Hercules' Gamesurround Fortissimo III and Digifire 7.1 cards suffer from the sampling rate scourge of marketing; their audio chips only have an internal precision of 16 bits at 48kHz, while the card's specs proclaim support for 18/20-bit audio recording/playback at 48kHz. The 18/20-bit audio recording and playback at 48kHz refers to the maximum supported resolutions and sampling rates of the cards' codec chips, but doesn't accurately portray the card's audio precision as a whole. Because an audio solution is only as good as its weakest link, the Fortissimo III and Digifire 7.1 are really only capable of processing 16-bit/48kHz quality audio.

Creative's Audigy is guilty of the same marketing offense as Hercules' Fortissimo III and Digifire 7.1 because of Creative's claim that the Audigy supports 24-bit audio at 96kHz. 24-bit/96kHz audio is indeed supported, but only through the card's DAC. The Audigy's audio chip and ADC are limited to 16-bit audio at 48kHz, which makes them the weakest link.

Hercules' Muses and Terratec's DMX 6fire 24/96 are the only cards to keep sampling rates and resolutions consistent across the audio and codec chips, with the DMX 6fire 24/96 having the best overall internal precision of the lot. Unfortunately, finding out just what sampling rate and resolution VIA's VT8235 south bridge integrated audio uses to process audio internally was beyond the detective skills of this mere mortal. It's probably a safe bet that the VT8235's internal precision doesn't equal the maximum 18/20-bit/48kHz capabilites of the ALC650 codec chip.

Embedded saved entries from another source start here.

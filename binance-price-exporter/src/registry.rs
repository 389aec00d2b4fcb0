//! Metric registry holding the price gauges and exporter self-metrics.

use std::sync::Arc;
use std::sync::atomic::AtomicU64;

use prometheus_client::encoding::EncodeLabelSet;
use prometheus_client::encoding::text::encode;
use prometheus_client::metrics::counter::Counter;
use prometheus_client::metrics::family::Family;
use prometheus_client::metrics::gauge::Gauge;
use prometheus_client::registry::Registry;
use tracing::warn;

use crate::config::PrometheusConfig;
use crate::process::ProcessCollector;

/// Content type of [`PriceRegistry::render`] output.
pub const CONTENT_TYPE: &str = "application/openmetrics-text; version=1.0.0; charset=utf-8";

/// Help text of the price gauge.
pub const PRICE_HELP: &str = "Current cryptocurrency prices from Binance";

/// Labels of one price series.
#[derive(Debug, Clone, PartialEq, Eq, Hash, EncodeLabelSet)]
pub struct SymbolLabels {
    pub symbol: String,
}

/// Labels of the fetch error counter.
#[derive(Debug, Clone, PartialEq, Eq, Hash, EncodeLabelSet)]
pub struct FetchErrorLabels {
    pub kind: String,
}

/// Price gauge family, one `f64` gauge per symbol.
pub type PriceGauges = Family<SymbolLabels, Gauge<f64, AtomicU64>>;

/// Counters describing the exporter's own activity.
#[derive(Debug, Clone, Default)]
pub struct ExporterMetrics {
    /// Scrapes handled.
    pub scrapes: Counter,
    /// Failed upstream fetches, by error kind.
    pub fetch_errors: Family<FetchErrorLabels, Counter>,
    /// Price records skipped because the price did not parse.
    pub price_parse_errors: Counter,
}

/// Process-wide registry, constructed once at startup and shared by `Arc`.
///
/// Gauges are never removed: a symbol dropped from the configuration keeps
/// its last published value until the process restarts.
#[derive(Debug)]
pub struct PriceRegistry {
    registry: Registry,
    prices: PriceGauges,
    exporter: ExporterMetrics,
}

impl PriceRegistry {
    /// Create and populate a registry.
    pub fn new(config: &PrometheusConfig) -> Self {
        let mut registry = Registry::default();

        let prices = PriceGauges::default();
        registry.register(config.metric_name.as_str(), PRICE_HELP, prices.clone());

        let exporter = ExporterMetrics::default();
        let sub = registry.sub_registry_with_prefix("binance_exporter");
        sub.register("scrapes", "Scrapes handled", exporter.scrapes.clone());
        sub.register(
            "fetch_errors",
            "Failed upstream price fetches",
            exporter.fetch_errors.clone(),
        );
        sub.register(
            "price_parse_errors",
            "Price records skipped because the price did not parse",
            exporter.price_parse_errors.clone(),
        );

        if config.process_metrics {
            match ProcessCollector::new() {
                Some(collector) => registry.register_collector(Box::new(collector)),
                None => warn!("Process metrics unavailable on this platform"),
            }
        }

        Self {
            registry,
            prices,
            exporter,
        }
    }

    /// Price gauge family.
    pub fn prices(&self) -> &PriceGauges {
        &self.prices
    }

    /// Exporter self-metrics.
    pub fn exporter_metrics(&self) -> &ExporterMetrics {
        &self.exporter
    }

    /// Render every registered metric in text exposition format.
    pub fn render(&self) -> Result<String, std::fmt::Error> {
        let mut output = String::new();
        encode(&mut output, &self.registry)?;
        Ok(output)
    }
}

/// Shareable registry handle.
pub type SharedRegistry = Arc<PriceRegistry>;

Hardware support for DirectSound and DirectSound 3D voices is up next, and there's quite a bit of diversity among the cards. The important spec here is the hardware support for DirectSound 3D voices, which can't be emulated in software. More pedestrian DirectSound mixing can be done in software, so if an application maxes out a card's supported hardware voices, it can always lean on the CPU for help. Since the number of DirectSound voices isn't necessarily limitation for audio playback, I'll let you read those numbers off the chart above. However, hardware DirectSound 3D support deserves a little special attention.

Hercules' Gamesurround Fortissimo III and Digifire 7.1 both support 52 hardware-accelerated DirectSound 3D voices, the most of any sound card in this comparison. Creative's Audigy is up next with its support for 32 hardware-accelerated voices, followed by Hercules' Muse cards and Terratec's DMX 6fire 24/96, which all support only 16 DirectSound 3D voices. While I wouldn't have expected the low-end Muses to have better DirectSound 3D support, it's disappointing to see the DMX 6fire 24/96 wallowing in the mud with them.